■ **WORK ORDER**: Please filter the listing below and copy out the lines that hold "environment".
#### GIVEN ENTRIES ####
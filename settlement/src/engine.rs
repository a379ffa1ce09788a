//! Settlement engine
//!
//! Wires the components around one shared [`SettlementContext`].

use crate::{
    accounts::SettlementLedger,
    bilateral::BilateralNetting,
    context::SettlementContext,
    events::EventSink,
    identity::IdentityProvider,
    lifecycle::PaymentLifecycle,
    metrics::SettlementMetrics,
    multilateral::MultilateralNetting,
    scheduler::NettingScheduler,
    types::{ParticipantSet, SettlementAccount},
    window::BatchWindowScheduler,
    Config, Error, Result,
};
use ledger_core::{config::StoreBackend, MemoryStore, PartitionStore};
use std::sync::Arc;

/// Settlement engine
#[derive(Debug)]
pub struct SettlementEngine {
    config: Config,
    ctx: Arc<SettlementContext>,
    lifecycle: PaymentLifecycle,
    ledger: SettlementLedger,
    bilateral: BilateralNetting,
    multilateral: MultilateralNetting,
}

impl SettlementEngine {
    /// Create engine over an existing store
    pub fn new(
        config: Config,
        store: Arc<dyn PartitionStore>,
        identity: Arc<dyn IdentityProvider>,
        events: Arc<dyn EventSink>,
    ) -> Result<Self> {
        config.validate()?;

        let participants = config.participants.participant_set()?;
        let windows = BatchWindowScheduler::new(config.window.duration_seconds)?;
        let metrics = SettlementMetrics::new()?;

        let ctx = Arc::new(SettlementContext::new(
            store,
            identity,
            events,
            participants,
            windows,
            metrics,
        ));

        tracing::info!(
            service = %config.service_name,
            banks = ctx.participants().banks().len(),
            clearinghouse = %ctx.participants().clearinghouse(),
            window_seconds = config.window.duration_seconds,
            "Settlement engine initialized"
        );

        Ok(Self {
            lifecycle: PaymentLifecycle::new(ctx.clone()),
            ledger: SettlementLedger::new(ctx.clone()),
            bilateral: BilateralNetting::new(ctx.clone()),
            multilateral: MultilateralNetting::new(ctx.clone(), config.netting.eligibility),
            config,
            ctx,
        })
    }

    /// Create engine with the store the configuration names
    pub fn open(
        config: Config,
        identity: Arc<dyn IdentityProvider>,
        events: Arc<dyn EventSink>,
    ) -> Result<Self> {
        let store = open_store(&config.store)?;
        Self::new(config, store, identity, events)
    }

    /// Seed every bank's settlement account (clearinghouse only)
    pub fn bootstrap(&self) -> Result<Vec<SettlementAccount>> {
        if !self.config.seed.enabled {
            tracing::info!("Account seeding disabled");
            return Ok(Vec::new());
        }

        self.ctx
            .participants()
            .banks()
            .iter()
            .map(|bank| {
                self.ledger
                    .seed_account(bank, self.config.seed.balance_for(bank))
            })
            .collect()
    }

    /// Scheduler driving multilateral netting for this engine
    pub fn scheduler(&self) -> NettingScheduler {
        NettingScheduler::new(
            self.multilateral.clone(),
            *self.ctx.windows(),
            self.config.netting.per_window,
            self.config.netting.poll_interval_seconds,
        )
    }

    /// Payment lifecycle
    pub fn lifecycle(&self) -> &PaymentLifecycle {
        &self.lifecycle
    }

    /// Settlement ledger
    pub fn ledger(&self) -> &SettlementLedger {
        &self.ledger
    }

    /// Bilateral netting
    pub fn bilateral(&self) -> &BilateralNetting {
        &self.bilateral
    }

    /// Multilateral netting
    pub fn multilateral(&self) -> &MultilateralNetting {
        &self.multilateral
    }

    /// Batch windows
    pub fn windows(&self) -> &BatchWindowScheduler {
        self.ctx.windows()
    }

    /// Network membership
    pub fn participants(&self) -> &ParticipantSet {
        self.ctx.participants()
    }

    /// Metrics
    pub fn metrics(&self) -> &SettlementMetrics {
        self.ctx.metrics()
    }

    /// Configuration
    pub fn config(&self) -> &Config {
        &self.config
    }
}

fn open_store(config: &ledger_core::Config) -> Result<Arc<dyn PartitionStore>> {
    match config.backend {
        StoreBackend::Memory => {
            tracing::warn!("Using in-memory store; records are lost on exit");
            Ok(Arc::new(MemoryStore::new()))
        }
        #[cfg(feature = "rocksdb")]
        StoreBackend::RocksDb => Ok(Arc::new(ledger_core::RocksStore::open(config)?)),
        #[cfg(not(feature = "rocksdb"))]
        StoreBackend::RocksDb => Err(Error::Config(
            "RocksDB backend requires the `rocksdb` feature".to_string(),
        )),
    }
}
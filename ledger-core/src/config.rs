//! Configuration for the record store

use serde::{Deserialize, Serialize};
use std::path::PathBuf;

/// Store configuration
#[derive(Debug, Clone, Serialize, Deserialize)]
#[serde(default)]
pub struct Config {
    /// Which backend holds the partitions
    pub backend: StoreBackend,

    /// Data directory for RocksDB
    pub data_dir: PathBuf,

    /// RocksDB configuration
    pub rocksdb: RocksDBConfig,
}

impl Default for Config {
    fn default() -> Self {
        Self {
            backend: StoreBackend::Memory,
            data_dir: PathBuf::from("./data/ledger"),
            rocksdb: RocksDBConfig::default(),
        }
    }
}

/// Store backend selection
#[derive(Debug, Clone, Copy, PartialEq, Eq, Serialize, Deserialize)]
#[serde(rename_all = "lowercase")]
pub enum StoreBackend {
    /// Process-local maps, lost on exit
    Memory,
    /// RocksDB on `data_dir` (requires the `rocksdb` feature)
    RocksDb,
}

impl std::str::FromStr for StoreBackend {
    type Err = crate::Error;

    fn from_str(s: &str) -> crate::Result<Self> {
        match s.to_ascii_lowercase().as_str() {
            "memory" => Ok(StoreBackend::Memory),
            "rocksdb" => Ok(StoreBackend::RocksDb),
            other => Err(crate::Error::Config(format!(
                "Unknown store backend '{}'",
                other
            ))),
        }
    }
}

/// RocksDB configuration
#[derive(Debug, Clone, Serialize, Deserialize)]
#[serde(default)]
pub struct RocksDBConfig {
    /// Write buffer size (MB)
    pub write_buffer_size_mb: usize,

    /// Max write buffers
    pub max_write_buffer_number: i32,

    /// Max background jobs (compaction + flush)
    pub max_background_jobs: i32,

    /// Sync the WAL on every write batch
    pub sync_writes: bool,
}

impl Default for RocksDBConfig {
    fn default() -> Self {
        Self {
            write_buffer_size_mb: 64,
            max_write_buffer_number: 4,
            max_background_jobs: 4,
            sync_writes: true,
        }
    }
}

impl Config {
    /// Load from file
    pub fn from_file(path: impl AsRef<std::path::Path>) -> crate::Result<Self> {
        let content = std::fs::read_to_string(path)?;
        let config: Config = toml::from_str(&content)
            .map_err(|e| crate::Error::Config(format!("Failed to parse config: {}", e)))?;
        Ok(config)
    }

    /// Load from environment variables
    pub fn from_env() -> crate::Result<Self> {
        let mut config = Config::default();
        config.apply_env()?;
        Ok(config)
    }

    /// Override fields from `LEDGER_*` environment variables
    pub fn apply_env(&mut self) -> crate::Result<()> {
        if let Ok(backend) = std::env::var("LEDGER_BACKEND") {
            self.backend = backend.parse()?;
        }

        if let Ok(data_dir) = std::env::var("LEDGER_DATA_DIR") {
            self.data_dir = PathBuf::from(data_dir);
        }

        Ok(())
    }
}
//! Prometheus metrics for the settlement engine
//!
//! # Metrics
//!
//! - `settlement_payments_created_total` - Payments created
//! - `settlement_transitions_total{to}` - Status transitions by target status
//! - `settlement_netting_passes_total{kind}` - Applied netting passes
//! - `settlement_payments_netted_total` - Payments settled by netting
//! - `settlement_netting_skipped_total` - Scheduled passes with nothing to net
//! - `settlement_records_skipped_total` - Malformed records skipped during scans
//! - `settlement_event_failures_total` - Events the sink rejected
//! - `settlement_netting_duration_seconds` - Calculate + apply latency

use crate::Result;
use prometheus::{
    Encoder, Histogram, HistogramOpts, IntCounter, IntCounterVec, Opts, Registry, TextEncoder,
};
use std::sync::Arc;

/// Metrics collector
#[derive(Clone)]
pub struct SettlementMetrics {
    /// Payments created
    pub payments_created: IntCounter,

    /// Status transitions, labelled by target status
    pub transitions: IntCounterVec,

    /// Applied netting passes, labelled `bilateral` / `multilateral`
    pub netting_passes: IntCounterVec,

    /// Payments settled by netting
    pub payments_netted: IntCounter,

    /// Scheduled passes with nothing to net
    pub netting_skipped: IntCounter,

    /// Malformed records skipped
    pub records_skipped: IntCounter,

    /// Events the sink rejected
    pub event_failures: IntCounter,

    /// Netting latency
    pub netting_duration: Histogram,

    /// Prometheus registry
    pub registry: Arc<Registry>,
}

impl SettlementMetrics {
    /// Create new metrics collector
    pub fn new() -> Result<Self> {
        let registry = Arc::new(Registry::new());

        let payments_created = IntCounter::new(
            "settlement_payments_created_total",
            "Total number of payments created",
        )?;
        registry.register(Box::new(payments_created.clone()))?;

        let transitions = IntCounterVec::new(
            Opts::new("settlement_transitions_total", "Payment status transitions"),
            &["to"],
        )?;
        registry.register(Box::new(transitions.clone()))?;

        let netting_passes = IntCounterVec::new(
            Opts::new("settlement_netting_passes_total", "Applied netting passes"),
            &["kind"],
        )?;
        registry.register(Box::new(netting_passes.clone()))?;

        let payments_netted = IntCounter::new(
            "settlement_payments_netted_total",
            "Payments settled by netting",
        )?;
        registry.register(Box::new(payments_netted.clone()))?;

        let netting_skipped = IntCounter::new(
            "settlement_netting_skipped_total",
            "Scheduled netting passes with nothing to net",
        )?;
        registry.register(Box::new(netting_skipped.clone()))?;

        let records_skipped = IntCounter::new(
            "settlement_records_skipped_total",
            "Malformed records skipped during scans",
        )?;
        registry.register(Box::new(records_skipped.clone()))?;

        let event_failures = IntCounter::new(
            "settlement_event_failures_total",
            "Events rejected by the event sink",
        )?;
        registry.register(Box::new(event_failures.clone()))?;

        let netting_duration = Histogram::with_opts(
            HistogramOpts::new(
                "settlement_netting_duration_seconds",
                "Netting calculate + apply latency",
            )
            .buckets(vec![0.001, 0.005, 0.010, 0.050, 0.100, 0.500, 1.0, 5.0]),
        )?;
        registry.register(Box::new(netting_duration.clone()))?;

        Ok(Self {
            payments_created,
            transitions,
            netting_passes,
            payments_netted,
            netting_skipped,
            records_skipped,
            event_failures,
            netting_duration,
            registry,
        })
    }

    /// Record a status transition
    pub fn record_transition(&self, to: &str) {
        self.transitions.with_label_values(&[to]).inc();
    }

    /// Record an applied netting pass
    pub fn record_netting_pass(&self, kind: &str, payments: usize) {
        self.netting_passes.with_label_values(&[kind]).inc();
        self.payments_netted.inc_by(payments as u64);
    }

    /// Get metrics registry
    pub fn registry(&self) -> &Registry {
        &self.registry
    }

    /// Text exposition of every metric
    pub fn render(&self) -> Result<String> {
        let mut buffer = Vec::new();
        TextEncoder::new().encode(&self.registry.gather(), &mut buffer)?;
        String::from_utf8(buffer).map_err(|e| crate::Error::Other(e.to_string()))
    }
}

impl std::fmt::Debug for SettlementMetrics {
    fn fmt(&self, f: &mut std::fmt::Formatter<'_>) -> std::fmt::Result {
        f.debug_struct("SettlementMetrics")
            .field("payments_created", &self.payments_created.get())
            .field("payments_netted", &self.payments_netted.get())
            .finish()
    }
}
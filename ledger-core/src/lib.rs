//! Partitioned Record Store
//!
//! Confidential key-value partitions backing the settlement engine.
//!
//! # Partitions
//!
//! - `col-{a}-{b}` - Bilateral partition shared by two participants
//!   (ids sorted lexicographically, so both sides name the same partition)
//! - `col-settlement-{p}` - Settlement account of a single participant
//! - `public` - Integrity stubs readable by every ledger member
//!
//! # Guarantees
//!
//! - `write_batch` commits all of its operations or none of them
//! - `scan` enumerates a partition in key order
//! - A partition that cannot be read surfaces as
//!   [`Error::PartitionUnavailable`], never as an empty scan

#![forbid(unsafe_code)]
#![warn(missing_docs, rust_2018_idioms, unused_qualifications)]

pub mod config;
pub mod crypto;
pub mod error;
pub mod storage;
pub mod types;

#[cfg(feature = "rocksdb")]
pub mod rocks;

// Re-exports
pub use config::Config;
pub use error::{Error, Result};
pub use storage::{MemoryStore, PartitionStore, ScanIter, WriteOp};
pub use types::{Currency, ParticipantId, PartitionName};

#[cfg(feature = "rocksdb")]
pub use rocks::RocksStore;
####
■ **OUTPUT**:
    /// Load from environment variables
    /// Override fields from `LEDGER_*` environment variables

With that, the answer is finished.